お願い、名前を呼んで。
新幹線に飛び乗ると、握りしめていた携帯を確認する。
藤田さんからのメッセージが届いていた。
竹内君が運ばれた病院名と住所が書かれていた。

私は、新幹線に乗った事と仕事の引き継ぎについて、藤田さんにメッセージを送った。

するとすぐに、藤田さんから返信があった。

『実は、竹内の容態は大した事ないらしいです。
ただの寝不足だったみたいだから、心配しないで。駅にも竹内が迎えに行くからって。』

私は、狐に摘まれたみたいだ。
プライベート携帯も確認したけど、竹内君からの連絡は入ってなかった。

『ごめんね、心配させて。でも、倒れたのは本当だし、これぐらいしないと仕事優先の二人は会わないなぁと思って。それに、最近、竹内からの酔っ払い電話も掛かって来て、面倒だったしね。』

今は藤田さんのサプライズに感謝をする。
もうすぐ、彼のいる街に初めて行くんだ。

でも、二週間ぶりの再会で嬉しい反面、喧嘩のことや体調が良くない中でのサプライズなのも確かで、複雑だ。

しかも話すのも2週間ぶりだし。

「優香、こっち。」

改札を出るとすぐに竹内君が私に声を掛けた。
私は駆け寄る。

「迎えに来てくれて、ありがとう。

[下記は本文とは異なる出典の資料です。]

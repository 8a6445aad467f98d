use crate::domain::a003_product::api::{self, MODULE};
use crate::shared::components::toast::ToastService;
use crate::shared::query::QueryClient;
use contracts::domain::a001_category::aggregate::Category;
use contracts::domain::a003_product::aggregate::ProductDto;
use leptos::prelude::*;
use leptos::task::spawn_local;

/// ViewModel for Product details form
#[derive(Clone, Copy)]
pub struct ProductDetailsViewModel {
    pub form: RwSignal<ProductDto>,
    pub categories: RwSignal<Vec<Category>>,
    pub error: RwSignal<Option<String>>,
    pub is_saving: RwSignal<bool>,
    client: QueryClient,
    toasts: ToastService,
}

impl ProductDetailsViewModel {
    pub fn new(client: QueryClient, toasts: ToastService) -> Self {
        Self {
            form: RwSignal::new(ProductDto::default()),
            categories: RwSignal::new(Vec::new()),
            error: RwSignal::new(None),
            is_saving: RwSignal::new(false),
            client,
            toasts,
        }
    }

    pub fn is_edit_mode(&self) -> bool {
        self.form.with(|f| f.id.is_some())
    }

    pub fn is_form_valid(&self) -> bool {
        self.form.with(|f| f.validate().is_ok())
    }

    /// Текст поля цены парсится здесь; мусор превращается в NaN и не проходит валидацию
    pub fn set_price(&self, raw: &str) {
        let price = parse_number(raw).unwrap_or(f64::NAN);
        self.form.update(|f| f.price = price);
    }

    pub fn set_quantity(&self, raw: &str) {
        let quantity = raw.trim().parse::<i64>().unwrap_or(-1);
        self.form.update(|f| f.quantity = quantity);
    }

    pub fn load(&self, id: Option<String>) {
        let this = *self;
        spawn_local(async move {
            match api::fetch_category_options(this.client).await {
                Ok(list) => {
                    let _ = this.categories.try_set(list);
                }
                Err(e) => log::error!("failed to load categories: {}", e),
            }
        });

        if let Some(existing_id) = id {
            spawn_local(async move {
                match api::fetch_by_id(&existing_id).await {
                    Ok(product) => {
                        let _ = this.form.try_set(product.into());
                    }
                    Err(e) => {
                        let _ = this.error.try_set(Some(format!("Failed to load: {}", e)));
                    }
                }
            });
        }
    }

    pub fn save_command(&self, on_saved: Callback<()>) {
        let current = self.form.get_untracked();
        if let Err(message) = current.validate() {
            self.error.set(Some(message));
            return;
        }

        let this = *self;
        this.is_saving.set(true);
        spawn_local(async move {
            let result = api::save(&current).await;
            let _ = this.is_saving.try_set(false);
            match result {
                Ok(saved) => {
                    log::info!("product {} saved", saved.id);
                    this.client.invalidate(MODULE);
                    this.toasts.success(format!("Product \"{}\" saved", current.name.trim()));
                    on_saved.run(());
                }
                Err(e) => {
                    let _ = this.error.try_set(Some(e.to_string()));
                }
            }
        });
    }
}

/// "1 299,50" и "1,299.50" читаются одинаково
fn parse_number(raw: &str) -> Option<f64> {
    let cleaned: String = raw.chars().filter(|c| !c.is_whitespace()).collect();
    if cleaned.is_empty() {
        return None;
    }
    let normalized = if cleaned.contains('.') {
        cleaned.replace(',', "")
    } else {
        cleaned.replace(',', ".")
    };
    normalized.parse::<f64>().ok()
}

#[cfg(test)]
mod tests {
    use super::parse_number;

    #[test]
    fn test_parse_number_formats() {
        assert_eq!(parse_number("1299.5"), Some(1299.5));
        assert_eq!(parse_number("1,299.50"), Some(1299.5));
        assert_eq!(parse_number("1 299,50"), Some(1299.5));
        assert_eq!(parse_number(""), None);
        assert_eq!(parse_number("abc"), None);
    }
}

でも、身体は大丈夫なの?」

「心配してくれた?」

「当たり前でしょ。心臓が止まるかと思った。藤田さんから『大したことない』って聞くまでは生きた心地がしなかった。」

「ごめんね、心配させて。でも、不謹慎だけど、
藤田さんから『優香が事務所を飛び出した。』って聞いて、すごく嬉しかったし、疲れなんて吹っ飛んだよ。」

「元気で良かった。」

私は安心から脚の力が抜けて、泣きながらその場にしゃがみ込みそうになる。
竹内君が、それを慌てて抱き止める。

「本当にごめん。だけど、倒れたのは嘘じゃないから。今週末こそ、優香に会いに帰ろうと思って、仕事頑張り過ぎた。それに、優香の声も聞いてなかったから、完全に俺、優香不足になってたから。」

私の涙は止まらない。

「歩ける?タクシーで俺の家に帰ってもいい?
流石に、医者にも安静にって言われたし、今日は
街の案内できないけど。」

「竹内君に会えたから、もういい。」

「隼人な。」

私達はタクシーで竹内君の家に向かう。
タクシーの、車窓から初めて訪れた街の景色が
広がる。
山と海に囲まれた街は、可愛い建物も並んでいて、とても素敵だった。

今、竹内君はこんな街で暮らしているんだな。